Obesity is a worldwide epidemic that affects one-third of the U.S. population and 107 million children and 603 million adults globally. All-cause mortality increases by 30 percent for every five-point increase in body mass index (BMI) over 25 kg/m2. Of those affected, 8 percent have class III obesity, defined as a BMI greater than or equal to 40 kg/m2. Bariatric surgery is considered the gold standard and most cost-effective management of severe obesity (BMI ? 35 kg/m2 with associated chronic disease or BMI ? 40 kg/m2), especially for those with metabolic comorbidities such as type 2 diabetes (T2D). RYGB has become the second most common type of bariatric surgery performed after the sleeve gastrectomy in the United States since 2013 and worldwide since 2014.

Using a retrospective review of all RYGB cases performed at Boston Medical Center (BMC) from 2004 to 2015, researchers from Boston University School of Medicine (BUSM) were able to examine the effects of race and T2D on weight regain following weight loss surgery among African Americans, Caucasians and Hispanic Americans. They found African Americans had significantly more weight regain than Caucasians while both African American and Hispanic Americans were more likely than Caucasians to have a period of rapid weight gain over time after reaching their lowest weight after surgery.

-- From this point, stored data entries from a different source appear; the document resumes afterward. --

// This Source Code Form is subject to the terms of the Mozilla Public
// License, v. 2.0. If a copy of the MPL was not distributed with this
// file, You can obtain one at https://mozilla.org/MPL/2.0/.

// Copyright 2025 The OpenState Authors

//! The per-flow state table.
//!
//! For each packet the table builds a key with its read extractor,
//! finds the flow's [`StateEntry`] (or falls back to the default
//! entry), and writes the flow's state into the packet's metadata
//! register. The control side installs state through the write
//! extractor or a raw key, optionally arming a delayed transition.
//!
//! # Locking
//!
//! Entries are spread over shards chosen by the CRC32 of their key.
//! Each shard is a reader-writer lock over an ordered map, so lookups
//! in one shard run in parallel and only inserting or removing a key
//! takes a shard exclusively. Each entry sits behind its own mutex;
//! consuming a pending transition or updating an existing flow only
//! serializes against other users of that same flow.
//!
//! # Expiry
//!
//! Nothing runs in the background. A pending transition is evaluated,
//! and consumed, only when [`StateTable::write_metadata`] is called
//! for a packet matching its entry.

use super::key::KeyExtractor;
use super::key::StateKey;
use super::match_fields::MatchFields;
use crate::ExecCtx;
use crate::api::DumpStateTableResp;
use crate::api::ExtractorSide;
use crate::api::OpenStateError;
use crate::api::OxmField;
use crate::api::PendingTransitionDump;
use crate::api::STATE_DEFAULT;
use crate::api::STATE_TABLE_DEF_SHARDS;
use crate::api::StateEntryDump;
use crate::api::StateModCmd;
use crate::api::StateTableCfg;
use crate::ddi::sync::KMutex;
use crate::ddi::sync::KRwLock;
use crate::ddi::time::Clock;
use crate::ddi::time::Moment;
use crate::ddi::time::SystemClock;
use crate::dynamic::Dynamic;
use crate::dynamic::Snapshot;
use crate::provider::LogLevel;
use alloc::boxed::Box;
use alloc::collections::BTreeMap;
use alloc::format;
use alloc::string::String;
use alloc::string::ToString;
use alloc::sync::Arc;
use alloc::vec::Vec;
use core::fmt;
use core::time::Duration;

type Result<T> = core::result::Result<T, OpenStateError>;

type EntryCell = Arc<KMutex<StateEntry>>;
type Shard = KRwLock<BTreeMap<StateKey, EntryCell>>;

/// A state change armed to take effect at `deadline`.
#[derive(Clone, Copy, Debug, Eq, PartialEq)]
pub struct PendingTransition {
    pub to_state: u32,
    pub deadline: Moment,
}

impl PendingTransition {
    /// Has the deadline been reached as of `now`?
    pub fn is_expired(&self, now: Moment) -> bool {
        now >= self.deadline
    }
}

/// One flow's state.
#[derive(Clone, Debug)]
pub struct StateEntry {
    key: StateKey,
    state: u32,
    pending: Option<PendingTransition>,
}

impl StateEntry {
    fn new(key: StateKey, state: u32) -> Self {
        Self { key, state, pending: None }
    }

    pub fn key(&self) -> &StateKey {
        &self.key
    }

    pub fn state(&self) -> u32 {
        self.state
    }

    pub fn pending(&self) -> Option<PendingTransition> {
        self.pending
    }

    fn dump(&self, now: Moment) -> StateEntryDump {
        StateEntryDump {
            key: self.key.as_bytes().to_vec(),
            state: self.state,
            pending: self.pending.map(|pt| PendingTransitionDump {
                to_state: pt.to_state,
                remaining_us: pt.deadline.delta_as_micros(now),
            }),
        }
    }
}

/// The result of a [`StateTable::lookup`].
///
/// Either a live entry, or the table's default entry: the sentinel
/// reporting [`STATE_DEFAULT`] for every flow the table has no state
/// for. The default entry never carries a pending transition and can
/// never be removed.
#[derive(Clone, Debug)]
pub enum StateEntryRef {
    Default,
    Entry(EntryCell),
}

impl StateEntryRef {
    pub fn is_default(&self) -> bool {
        matches!(self, Self::Default)
    }

    /// The entry's stored state.
    pub fn state(&self) -> u32 {
        match self {
            Self::Default => STATE_DEFAULT,
            Self::Entry(cell) => cell.lock().state,
        }
    }

    pub fn key(&self) -> Option<StateKey> {
        match self {
            Self::Default => None,
            Self::Entry(cell) => Some(cell.lock().key),
        }
    }

    pub fn pending(&self) -> Option<PendingTransition> {
        match self {
            Self::Default => None,
            Self::Entry(cell) => cell.lock().pending,
        }
    }
}

/// Where [`StateTable::set_state`] gets its key from.
pub enum KeySource<'a> {
    /// Extract the key from a packet with the write extractor.
    Packet(&'a dyn MatchFields),
    /// Use a key supplied directly by the control plane.
    Key(StateKey),
}

impl<'a> From<&'a dyn MatchFields> for KeySource<'a> {
    fn from(pkt: &'a dyn MatchFields) -> Self {
        Self::Packet(pkt)
    }
}

impl From<StateKey> for KeySource<'_> {
    fn from(key: StateKey) -> Self {
        Self::Key(key)
    }
}

pub struct StateTable {
    name: String,
    ectx: Arc<ExecCtx>,
    clock: Arc<dyn Clock>,
    read_key: Dynamic<KeyExtractor>,
    write_key: Dynamic<KeyExtractor>,
    shards: Box<[Shard]>,
}

impl StateTable {
    /// Create an empty table with empty extractors, which map every
    /// packet onto the all-zero key until configured.
    pub fn new(name: &str, ectx: Arc<ExecCtx>) -> Self {
        Self::with_shards(name, ectx, STATE_TABLE_DEF_SHARDS)
    }

    fn with_shards(name: &str, ectx: Arc<ExecCtx>, shards: usize) -> Self {
        Self {
            name: name.to_string(),
            ectx,
            clock: Arc::new(SystemClock),
            read_key: Dynamic::from(KeyExtractor::default()),
            write_key: Dynamic::from(KeyExtractor::default()),
            shards: (0..shards).map(|_| Shard::default()).collect(),
        }
    }

    /// Build a table from its configuration.
    ///
    /// # Errors
    ///
    /// The shard count must be a non-zero power of two, every field
    /// name must resolve, and both extractors must pass the checks of
    /// [`KeyExtractor::new`].
    pub fn from_cfg(cfg: &StateTableCfg, ectx: Arc<ExecCtx>) -> Result<Self> {
        if !cfg.shards.is_power_of_two() {
            return Err(OpenStateError::InvalidCfg(format!(
                "shard count must be a power of two: {}",
                cfg.shards
            )));
        }

        let read_key = KeyExtractor::new(&cfg.parse_read_fields()?)?;
        let write_key = KeyExtractor::new(&cfg.parse_write_fields()?)?;

        let table = Self::with_shards(&cfg.name, ectx, cfg.shards);
        table.read_key.store(read_key);
        table.write_key.store(write_key);
        Ok(table)
    }

    /// Replace the table's source of time.
    pub fn with_clock(mut self, clock: Arc<dyn Clock>) -> Self {
        self.clock = clock;
        self
    }

    pub fn name(&self) -> &str {
        &self.name
    }

    /// Replace the read or write extractor wholesale.
    ///
    /// A lookup already in flight finishes with the extractor it
    /// loaded. Existing entries are untouched: their keys were built
    /// by whatever extractor was current when they were set.
    ///
    /// # Errors
    ///
    /// See [`KeyExtractor::new`]. On error the current extractor stays
    /// in place.
    pub fn configure_extractor(
        &self,
        fields: &[OxmField],
        side: ExtractorSide,
    ) -> Result<()> {
        let ke = match KeyExtractor::new(fields) {
            Ok(ke) => ke,
            Err(e) => {
                self.ectx.log.log(
                    LogLevel::Warn,
                    &format!(
                        "state table {}: rejected {} extractor: {}",
                        self.name, side, e
                    ),
                );
                return Err(e);
            }
        };

        let slot =
            if side.is_write() { &self.write_key } else { &self.read_key };
        slot.store(ke);

        let current = slot.load();
        self.ectx.log.log(
            LogLevel::Note,
            &format!(
                "state table {}: {} extractor {} (epoch {})",
                self.name, side, *current, current.epoch
            ),
        );

        Ok(())
    }

    pub fn read_extractor(&self) -> Snapshot<KeyExtractor> {
        self.read_key.load()
    }

    pub fn write_extractor(&self) -> Snapshot<KeyExtractor> {
        self.write_key.load()
    }

    fn shard(&self, key: &StateKey) -> &Shard {
        // The shard count is a power of two.
        &self.shards[key.crc32() as usize & (self.shards.len() - 1)]
    }

    fn find(&self, key: &StateKey) -> Option<EntryCell> {
        self.shard(key).read().get(key).cloned()
    }

    /// Find the state of the flow `pkt` belongs to.
    ///
    /// A miss is not an error; it yields [`StateEntryRef::Default`].
    pub fn lookup<P: MatchFields + ?Sized>(&self, pkt: &P) -> StateEntryRef {
        let key = self.read_key.load().extract(pkt);
        self.lookup_key(&key)
    }

    /// Find the state stored under `key`.
    pub fn lookup_key(&self, key: &StateKey) -> StateEntryRef {
        match self.find(key) {
            Some(cell) => StateEntryRef::Entry(cell),
            None => StateEntryRef::Default,
        }
    }

    /// Write the state of `entry`, as seen by this one packet, into
    /// the packet's metadata register, and return it.
    ///
    /// If a pending transition has reached its deadline the packet
    /// sees the target state, otherwise the stored state. Either way
    /// the pending transition is consumed. The target is *not* stored
    /// back into the entry: the next packet of the flow sees the old
    /// stored state again unless the control plane sets a new one.
    ///
    /// The register is replaced outright; no other bits survive.
    pub fn write_metadata<P: MatchFields + ?Sized>(
        &self,
        entry: &StateEntryRef,
        pkt: &mut P,
    ) -> u32 {
        let state = match entry {
            StateEntryRef::Default => STATE_DEFAULT,

            StateEntryRef::Entry(cell) => {
                let mut e = cell.lock();
                match e.pending.take() {
                    Some(pt) if pt.is_expired(self.clock.now()) => {
                        pt.to_state
                    }
                    _ => e.state,
                }
            }
        };

        pkt.set_metadata(u64::from(state));
        state
    }

    /// Install or update the state of a flow.
    ///
    /// For a flow already present, a non-default `delay_target_state`
    /// arms a transition to it `delay_to` microseconds from now,
    /// replacing any transition already armed; and `state` becomes the
    /// stored state immediately in all cases.
    ///
    /// A flow seen for the first time is created with `state` and no
    /// pending transition, even if a delayed target was given.
    pub fn set_state<'a>(
        &self,
        src: impl Into<KeySource<'a>>,
        state: u32,
        delay_to: u32,
        delay_target_state: u32,
    ) {
        let key = match src.into() {
            KeySource::Packet(pkt) => self.write_key.load().extract(pkt),
            KeySource::Key(key) => key,
        };

        if let Some(cell) = self.find(&key) {
            self.update_entry(&cell, state, delay_to, delay_target_state);
            return;
        }

        let mut shard = self.shard(&key).write();

        // Another writer may have created the flow since we looked.
        if let Some(cell) = shard.get(&key) {
            self.update_entry(cell, state, delay_to, delay_target_state);
            return;
        }

        shard.insert(key, Arc::new(KMutex::new(StateEntry::new(key, state))));
    }

    fn update_entry(
        &self,
        cell: &EntryCell,
        state: u32,
        delay_to: u32,
        delay_target_state: u32,
    ) {
        let mut e = cell.lock();

        if delay_target_state != STATE_DEFAULT {
            let delay = Duration::from_micros(u64::from(delay_to));
            e.pending = Some(PendingTransition {
                to_state: delay_target_state,
                deadline: self.clock.now() + delay,
            });
        }

        e.state = state;
    }

    /// Remove the state of a flow. Returns whether there was any;
    /// removing an unknown flow is a no-op.
    pub fn delete_state(&self, key: &StateKey) -> bool {
        self.shard(key).write().remove(key).is_some()
    }

    /// Remove the flow a lookup returned.
    ///
    /// # Errors
    ///
    /// The default entry cannot be removed.
    pub fn remove_entry(&self, entry: &StateEntryRef) -> Result<bool> {
        match entry.key() {
            Some(key) => Ok(self.delete_state(&key)),
            None => Err(OpenStateError::InvalidArgument(format!(
                "state table {}: the default entry cannot be removed",
                self.name
            ))),
        }
    }

    /// Carry out a state modification command.
    pub fn apply(&self, cmd: &StateModCmd) -> Result<()> {
        match cmd {
            StateModCmd::SetExtractor(req) => {
                self.configure_extractor(&req.fields, req.side)
            }

            StateModCmd::SetFlowState(req) => {
                let key = StateKey::from_bytes(&req.key)?;
                self.set_state(key, req.state, req.timeout_us, req.to_state);
                Ok(())
            }

            StateModCmd::DelFlowState(req) => {
                let key = StateKey::from_bytes(&req.key)?;
                let _ = self.delete_state(&key);
                Ok(())
            }
        }
    }

    /// Remove every flow, leaving only the default entry.
    pub fn clear(&self) {
        let mut removed = 0;
        for shard in self.shards.iter() {
            let mut map = shard.write();
            removed += map.len();
            map.clear();
        }

        self.ectx.log.log(
            LogLevel::Note,
            &format!("state table {}: cleared {} flows", self.name, removed),
        );
    }

    /// Get the number of flows in this table, not counting the default
    /// entry.
    pub fn num_entries(&self) -> usize {
        self.shards.iter().map(|s| s.read().len()).sum()
    }

    pub fn dump(&self) -> DumpStateTableResp {
        let now = self.clock.now();
        let mut entries = Vec::with_capacity(self.num_entries());

        for shard in self.shards.iter() {
            for cell in shard.read().values() {
                entries.push(cell.lock().dump(now));
            }
        }

        entries.sort_by(|a, b| a.key.cmp(&b.key));

        DumpStateTableResp {
            name: self.name.clone(),
            read_fields: self.read_key.load().fields().to_vec(),
            write_fields: self.write_key.load().fields().to_vec(),
            default_state: STATE_DEFAULT,
            entries,
        }
    }
}

impl fmt::Debug for StateTable {
    fn fmt(&self, f: &mut fmt::Formatter<'_>) -> fmt::Result {
        f.debug_struct("StateTable")
            .field("name", &self.name)
            .field("read_key", &self.read_key)
            .field("write_key", &self.write_key)
            .field("shards", &self.shards.len())
            .field("entries", &self.num_entries())
            .finish()
    }
}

According to the researchers, the mechanisms for these racial differences in weight regain after RYGB remains unclear. "Racial or ethnic differences in food choices and eating behaviors have long been linked to obesity and cardiovascular disease. However, it is unclear whether there are racial differences in RYGB-mediated changes in appetite hormonal signals, mental health and eating behaviors," explained corresponding author Nawfal W. Istfan, MD, PhD, associate professor of medicine at BUSM and attending physician in the Nutrition and Weight Management Center at BMC.

While previous studies have shown that patients with obesity and T2D lose less weight with medical weight-management interventions, this is the first to identify race as a risk factor for weight regain after RYGB emphasizing the need for future research in diverse populations.
These findings appear online in the journal Obesity.

This work was supported in part by the National Institutes of Health (UL1TR001430, P30DK046200, T32DK007201).


CMA reports receiving personal fees from Nutrisystem, Zafgen, Sanofi-Aventis, Orexigen, EnteroMedics, GI Dynamics, Scientific Intake, Gelesis, Novo Nordisk, SetPoint Health, Xeno Biosciences, Rhythm Pharmaceuticals, Eisai, and Takeda outside of the funded work. CMA reports receiving grant funding from Aspire Bariatrics, GI Dynamics, Orexigen, Takeda, the Vela Foundation, Gelesis, Energesis, and Coherence Lab outside of the funded work. CMA reports past equity interest in Science-Smart, LLC.